Waterschapsblad van Waterschap Rijn en IJssel
Datum publicatie | Organisatie | Jaargang en nummer | Rubriek |
---|---|---|---|
Waterschap Rijn en IJssel | Waterschapsblad 2023, 6694 | ander besluit van algemene strekking |
Zoals vergunningen, bouwplannen en lokale regelgeving.
Adressen en contactpersonen van overheidsorganisaties.
U bent hier:
Datum publicatie | Organisatie | Jaargang en nummer | Rubriek |
---|---|---|---|
Waterschap Rijn en IJssel | Waterschapsblad 2023, 6694 | ander besluit van algemene strekking |
Leeswijzer Legger Waterkeringen
[Een deel van de tekst van deze bekendmaking is overeenkomstig artikel 7 lid 2 Bekendmakingswet bekendgemaakt beschikbaar via de volgende link.]
Waterschap Rijn en IJssel beheert 5 dijkringen, bestaande uit 9 normtrajecten.
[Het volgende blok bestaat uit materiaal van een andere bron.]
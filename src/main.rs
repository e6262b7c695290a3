use anyhow::Result;
use clap::Parser;
use ssh_fleet::{cli::Cli, config::Config, run_fleet, telemetry};

fn main() -> Result<()> {
    let cli = Cli::parse();
    telemetry::init(cli.verbose);

    let config = Config::from_cli(&cli)?;
    println!("SSH Fleet v{}", env!("CARGO_PKG_VERSION"));
    println!("Targets: {} host(s)", config.hosts.len());

    let report = run_fleet(config);

    for outcome in &report.outcomes {
        let mark = if outcome.success { "✅" } else { "❌" };
        println!("{} [{}] {}", mark, outcome.host, outcome.message);
    }

    if let Err(e) = report.into_result() {
        eprintln!("\n❌ {}\n", e);
        std::process::exit(1);
    }

    println!("\n✅ All hosts succeeded!\n");
    Ok(())
}
// SSH模块入口
pub mod cli_session;
pub mod client;
pub mod session;
pub mod transport;

pub use cli_session::{CliSession, CliState};
pub use client::{SshClient, SshConnector};
pub use session::{ChannelId, CommandResult, Completion, Session};
pub use transport::{Connection, Connector, RemoteFs, ShellChannel};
De dijkringen bestaan uit primaire waterkeringen, die grenzen aan de rivieren de Boven-Rijn, het Pannerdensch Kanaal, de Neder-Rijn en de IJssel en de zijtakken de Oude IJssel, het Twentekanaal en de Schipbeek. De dijkringen beschermen het achterliggende land tegen hoge rivierwaterstanden. Daarnaast beheert het waterschap regionale waterkeringen, die langs regionale watergangen liggen en zomerkades, die in de uiterwaard liggen.
In deze leeswijzer krijgt u een toelichting over het doel van deze legger, de wijze waarop de legger tot stand is gekomen en worden vaktermen verklaard.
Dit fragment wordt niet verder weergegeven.